Exercise: Copy each line below containing "None".
[Opening Data under study section]
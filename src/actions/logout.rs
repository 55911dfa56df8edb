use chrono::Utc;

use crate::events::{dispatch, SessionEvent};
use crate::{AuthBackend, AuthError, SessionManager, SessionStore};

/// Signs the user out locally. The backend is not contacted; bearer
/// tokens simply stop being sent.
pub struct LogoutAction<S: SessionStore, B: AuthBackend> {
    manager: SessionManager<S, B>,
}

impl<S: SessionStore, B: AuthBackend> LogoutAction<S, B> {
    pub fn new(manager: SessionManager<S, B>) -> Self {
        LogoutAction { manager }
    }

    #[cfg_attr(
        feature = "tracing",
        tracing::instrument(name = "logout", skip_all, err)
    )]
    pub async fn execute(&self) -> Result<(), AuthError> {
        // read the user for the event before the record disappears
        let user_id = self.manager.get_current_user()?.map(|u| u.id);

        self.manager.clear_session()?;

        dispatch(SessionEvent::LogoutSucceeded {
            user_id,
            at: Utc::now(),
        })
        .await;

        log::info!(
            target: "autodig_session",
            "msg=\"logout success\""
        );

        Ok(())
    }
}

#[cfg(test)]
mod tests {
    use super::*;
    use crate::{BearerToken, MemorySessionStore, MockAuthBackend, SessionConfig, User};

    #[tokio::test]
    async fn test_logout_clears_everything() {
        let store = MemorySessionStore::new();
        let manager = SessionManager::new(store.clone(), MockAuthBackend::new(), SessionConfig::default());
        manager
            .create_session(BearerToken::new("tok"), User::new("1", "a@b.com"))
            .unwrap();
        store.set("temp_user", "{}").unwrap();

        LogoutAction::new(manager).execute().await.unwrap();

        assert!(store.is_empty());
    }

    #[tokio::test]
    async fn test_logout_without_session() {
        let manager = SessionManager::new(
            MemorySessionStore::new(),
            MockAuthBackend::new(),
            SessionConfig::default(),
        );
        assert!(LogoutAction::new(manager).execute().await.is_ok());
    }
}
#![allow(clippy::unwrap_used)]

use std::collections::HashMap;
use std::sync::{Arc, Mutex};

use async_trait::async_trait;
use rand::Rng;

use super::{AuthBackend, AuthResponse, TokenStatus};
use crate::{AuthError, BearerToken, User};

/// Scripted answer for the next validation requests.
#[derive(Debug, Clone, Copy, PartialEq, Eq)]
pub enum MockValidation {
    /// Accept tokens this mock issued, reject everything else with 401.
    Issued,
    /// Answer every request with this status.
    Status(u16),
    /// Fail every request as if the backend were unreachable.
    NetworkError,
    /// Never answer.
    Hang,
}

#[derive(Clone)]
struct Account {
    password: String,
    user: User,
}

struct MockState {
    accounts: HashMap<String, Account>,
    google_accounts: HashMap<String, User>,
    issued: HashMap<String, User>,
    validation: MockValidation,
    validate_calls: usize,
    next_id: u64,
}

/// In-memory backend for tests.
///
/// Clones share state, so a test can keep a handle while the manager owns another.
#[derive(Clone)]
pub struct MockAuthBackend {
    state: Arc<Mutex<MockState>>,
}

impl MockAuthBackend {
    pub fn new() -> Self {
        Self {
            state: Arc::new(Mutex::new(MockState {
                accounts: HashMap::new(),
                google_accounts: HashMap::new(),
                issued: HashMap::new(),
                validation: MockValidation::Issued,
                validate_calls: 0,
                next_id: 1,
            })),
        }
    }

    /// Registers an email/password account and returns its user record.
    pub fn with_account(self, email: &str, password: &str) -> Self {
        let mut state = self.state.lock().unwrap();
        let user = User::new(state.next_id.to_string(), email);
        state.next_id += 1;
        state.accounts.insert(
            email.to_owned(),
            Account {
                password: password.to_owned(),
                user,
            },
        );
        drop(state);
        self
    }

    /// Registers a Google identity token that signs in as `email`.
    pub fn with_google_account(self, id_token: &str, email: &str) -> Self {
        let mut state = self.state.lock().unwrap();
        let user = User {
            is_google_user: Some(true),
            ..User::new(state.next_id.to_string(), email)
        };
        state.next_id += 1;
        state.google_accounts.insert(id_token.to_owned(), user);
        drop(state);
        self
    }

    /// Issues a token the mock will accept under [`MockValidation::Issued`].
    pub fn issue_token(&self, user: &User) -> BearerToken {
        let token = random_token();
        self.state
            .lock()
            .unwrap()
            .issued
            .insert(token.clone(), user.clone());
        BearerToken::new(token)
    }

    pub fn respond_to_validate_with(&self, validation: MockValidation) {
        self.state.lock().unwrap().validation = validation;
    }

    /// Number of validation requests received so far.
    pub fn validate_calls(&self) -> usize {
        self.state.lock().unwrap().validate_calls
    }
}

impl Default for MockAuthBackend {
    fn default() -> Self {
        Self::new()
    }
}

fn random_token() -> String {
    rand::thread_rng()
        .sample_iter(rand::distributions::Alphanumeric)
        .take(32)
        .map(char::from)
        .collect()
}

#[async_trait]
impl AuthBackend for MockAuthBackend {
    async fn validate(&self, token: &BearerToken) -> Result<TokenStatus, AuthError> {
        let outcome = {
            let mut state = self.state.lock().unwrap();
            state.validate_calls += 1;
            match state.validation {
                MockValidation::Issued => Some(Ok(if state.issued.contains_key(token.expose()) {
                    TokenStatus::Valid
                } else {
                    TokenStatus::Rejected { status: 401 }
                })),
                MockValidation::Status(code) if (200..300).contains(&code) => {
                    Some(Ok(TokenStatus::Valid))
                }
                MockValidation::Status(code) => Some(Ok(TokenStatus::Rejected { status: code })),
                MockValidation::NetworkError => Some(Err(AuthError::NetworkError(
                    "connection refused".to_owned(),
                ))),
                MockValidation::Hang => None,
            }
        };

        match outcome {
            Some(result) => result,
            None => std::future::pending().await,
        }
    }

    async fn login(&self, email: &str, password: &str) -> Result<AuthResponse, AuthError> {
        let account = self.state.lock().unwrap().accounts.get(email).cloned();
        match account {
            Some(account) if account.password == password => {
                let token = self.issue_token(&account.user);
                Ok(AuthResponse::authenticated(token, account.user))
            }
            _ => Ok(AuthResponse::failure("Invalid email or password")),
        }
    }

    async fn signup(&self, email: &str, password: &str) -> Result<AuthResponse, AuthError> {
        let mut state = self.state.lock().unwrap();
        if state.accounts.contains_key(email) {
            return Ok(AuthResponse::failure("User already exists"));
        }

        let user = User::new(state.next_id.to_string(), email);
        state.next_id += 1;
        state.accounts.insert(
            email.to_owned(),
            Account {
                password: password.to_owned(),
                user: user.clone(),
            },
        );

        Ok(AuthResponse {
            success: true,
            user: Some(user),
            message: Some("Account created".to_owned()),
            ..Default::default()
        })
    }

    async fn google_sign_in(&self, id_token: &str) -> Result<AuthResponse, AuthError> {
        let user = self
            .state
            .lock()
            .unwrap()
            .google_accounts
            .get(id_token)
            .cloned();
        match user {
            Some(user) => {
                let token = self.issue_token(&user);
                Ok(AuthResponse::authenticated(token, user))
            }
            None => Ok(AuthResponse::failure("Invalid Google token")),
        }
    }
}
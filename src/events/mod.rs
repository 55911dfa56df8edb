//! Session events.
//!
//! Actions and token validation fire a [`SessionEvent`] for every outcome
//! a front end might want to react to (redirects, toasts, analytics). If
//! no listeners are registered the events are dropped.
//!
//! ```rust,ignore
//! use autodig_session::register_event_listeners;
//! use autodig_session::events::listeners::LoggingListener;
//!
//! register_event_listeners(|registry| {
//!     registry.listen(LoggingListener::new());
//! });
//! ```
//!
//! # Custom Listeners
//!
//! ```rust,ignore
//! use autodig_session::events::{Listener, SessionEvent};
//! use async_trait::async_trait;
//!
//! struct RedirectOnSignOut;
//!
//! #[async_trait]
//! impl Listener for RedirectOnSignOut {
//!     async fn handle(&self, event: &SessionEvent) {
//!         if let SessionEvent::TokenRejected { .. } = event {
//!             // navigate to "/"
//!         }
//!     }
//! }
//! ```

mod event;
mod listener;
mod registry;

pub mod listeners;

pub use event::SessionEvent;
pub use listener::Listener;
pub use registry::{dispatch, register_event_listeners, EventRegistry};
[Closing Data under study section]
Your response:
                MockValidation::Hang => None,
            None => std::future::pending().await,
            None => Ok(AuthResponse::failure("Invalid Google token")),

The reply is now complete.